Callionymus belcheri, Belcher's dragonet or the flathead dragonet, is a species of dragonet native to the Pacific Ocean waters off of Australia and Papua New Guinea where it occurs at depths of from 18 to 36 m.

==Description==
Callionymus belcheri has a yellowish to brown head and body with many small white spots on its back. The flanks are marked with white blotches which have dark brown margins. The underside is white. There are two dorsal fins, the first dorsal fin is brownish in colour, with a distal margin that is often blackish and which in males has white spots.
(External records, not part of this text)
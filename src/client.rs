//! High-level client bundling submission, confirmation and balance reads.

use std::sync::Arc;
use std::time::Duration;

use alloy::primitives::{Address, TxHash, U256};

use crate::account::key::parse_address;
use crate::config::ClientConfig;
use crate::contractkit::{Balance, BalanceReader, BalanceSource, RegistryResolver};
use crate::error::Result;
use crate::ledger::provider::connect_http;
use crate::ledger::{ConfirmationWaiter, LedgerGateway, Receipt, TransactionSubmitter};
use crate::lifecycle::CancelToken;

/// Client for one Celo node.
#[derive(Clone)]
pub struct CeloClient {
    gateway: LedgerGateway,
    submitter: TransactionSubmitter,
    waiter: ConfirmationWaiter,
    balances: Arc<dyn BalanceSource>,
    default_timeout: Duration,
}

impl CeloClient {
    /// Dial the configured node and resolve the core token contracts.
    pub async fn connect(config: &ClientConfig) -> Result<Self> {
        let transport = connect_http(&config.rpc.url, Duration::from_secs(config.rpc.timeout_secs))?;
        let gateway = LedgerGateway::new(Arc::new(transport));

        let registry = parse_address(&config.contracts.registry_address)?;
        let resolver = RegistryResolver::new(gateway.clone(), registry);
        let balances = BalanceReader::resolve(gateway.clone(), &resolver).await?;

        tracing::info!(rpc_url = %config.rpc.url, registry = %registry, "Client connected");
        Ok(Self::from_parts(gateway, Arc::new(balances), config))
    }

    /// Assemble a client from an existing gateway and balance source.
    pub fn from_parts(gateway: LedgerGateway, balances: Arc<dyn BalanceSource>, config: &ClientConfig) -> Self {
        let submitter = TransactionSubmitter::new(gateway.clone())
            .with_gas_limit(config.transactions.min_gas_limit);
        let waiter = ConfirmationWaiter::new(gateway.clone())
            .with_poll_interval(Duration::from_millis(config.transactions.poll_interval_ms));
        Self {
            gateway,
            submitter,
            waiter,
            balances,
            default_timeout: Duration::from_secs(config.transactions.wait_timeout_secs),
        }
    }

    /// Latest block number.
    pub async fn latest_block(&self) -> Result<u64> {
        self.gateway.latest_block().await
    }

    /// Native balance straight from the node.
    pub async fn native_balance(&self, address: Address) -> Result<U256> {
        self.gateway.balance(address).await
    }

    /// Balances of every core token, native currency included.
    pub async fn balance(&self, address: Address) -> Result<Balance> {
        self.balances.balance(address).await
    }

    /// Sign and broadcast a native transfer. See [`TransactionSubmitter::send_native`].
    pub async fn send_native(
        &self,
        private_key_hex: &str,
        from: Address,
        to: Address,
        amount: U256,
        gateway_fee_recipient: Option<Address>,
        gateway_fee: Option<U256>,
    ) -> Result<TxHash> {
        self.submitter
            .send_native(private_key_hex, from, to, amount, gateway_fee_recipient, gateway_fee)
            .await
    }

    /// Broadcast a hex-encoded signed transaction.
    pub async fn send_raw_transaction(&self, raw_hex: &str) -> Result<TxHash> {
        self.submitter.send_raw_transaction(raw_hex).await
    }

    /// Wait for a receipt, polling at the configured interval.
    pub async fn wait_for_transaction(&self, tx_hash: TxHash, timeout: Duration) -> Result<Receipt> {
        self.waiter.wait_for_transaction(tx_hash, timeout).await
    }

    /// Wait for a receipt until `timeout` or until `cancel` fires.
    pub async fn wait_for_transaction_with_cancel(
        &self,
        tx_hash: TxHash,
        timeout: Duration,
        cancel: CancelToken,
    ) -> Result<Receipt> {
        self.waiter
            .wait_for_transaction_with_cancel(tx_hash, timeout, cancel)
            .await
    }

    /// Confirmation deadline from the configuration.
    pub fn default_timeout(&self) -> Duration {
        self.default_timeout
    }

    pub fn gateway(&self) -> &LedgerGateway {
        &self.gateway
    }
}

impl std::fmt::Debug for CeloClient {
    fn fmt(&self, f: &mut std::fmt::Formatter<'_>) -> std::fmt::Result {
        f.debug_struct("CeloClient")
            .field("poll_interval", &self.waiter.poll_interval())
            .field("default_timeout", &self.default_timeout)
            .finish_non_exhaustive()
    }
}
//! Configuration management subsystem.
//!
//! # Data Flow
//! ```text
//! config file (TOML)
//!     → loader.rs (parse & deserialize)
//!     → validation.rs (semantic checks)
//!     → ClientConfig (validated, immutable)
//!     → CeloClient::connect
//! ```
//!
//! # Design Decisions
//! - All fields have defaults to allow minimal configs
//! - Validation separates syntactic (serde) from semantic checks
//! - Command-line flags override file values after loading

pub mod loader;
pub mod schema;
pub mod validation;

pub use loader::{load_config, load_or_default, ConfigError};
pub use schema::{ClientConfig, ContractsConfig, ObservabilityConfig, RpcConfig, TransactionConfig};
//! Read-only access to Celo core contracts.
//!
//! # Data Flow
//! ```text
//! RegistryResolver (registry at 0x…ce10, getAddressForString)
//!     → BalanceReader (GoldToken, StableToken, StableTokenEUR)
//!     → BalanceSource::balance → Balance { CELO, cUSD, cEUR }
//! ```

pub mod balance;
pub mod registry;
pub mod token;

pub use balance::{BalanceReader, BalanceSource};
pub use registry::{RegistryResolver, REGISTRY_ADDRESS};
pub use token::{Balance, CeloToken};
The second dorsal fin is marked wither with light and dark streaks or with small white spots. The anal fin of males has a dark streak and in females is colourless or has dark spots on ots distal portion. The lower two-thirds of the caudal fin has brown spots. The preopercular spine has a concave ventral margin. There are a total of 4 spines in the dorsal fins and 9 soft rays with 8 soft rays in the anal fin. This species grows to a length of 10 cm SL.

==Distribution==
Callionymus belcheri occurs in Queensland from Moreton Bay north to northern New Guinea and into the Gulf of Carpentaria, and westwards to northern Western Australia.

==Habitat and biology==
Callionymus belcheri is a marine, demersal fish which occurs at depth ranges of 18 to 36 m. It has a varied diet which is mainly made up of invertebrates including polychaete worms, gastropods, bivalves, small crustaceans and scaphopods. Larger fish also ate echinoderms and Caperllids. They appear to feed mainly in the late afternoon between 16:00 and 18:00, spending the rest of the day buried in sand or mud. This species spawns once a year in the southern Autumn, from March to May. They mature at lengths of 70–80 mm in both sexes and females become less fertile towards the end of their lives.

==Taxonomy and naming==
The subspecies Callionymus belcheri recurvispinnis, as named by Fricke. is regarded as a valid species by some authorities and is treated as such in FishBase, the authority used here for species of fish.

The specific name honours the British Naval officer and explorer Admiral Sir Edward Belcher (1799-1877) who collected many specimens during his career and was a collector of shells.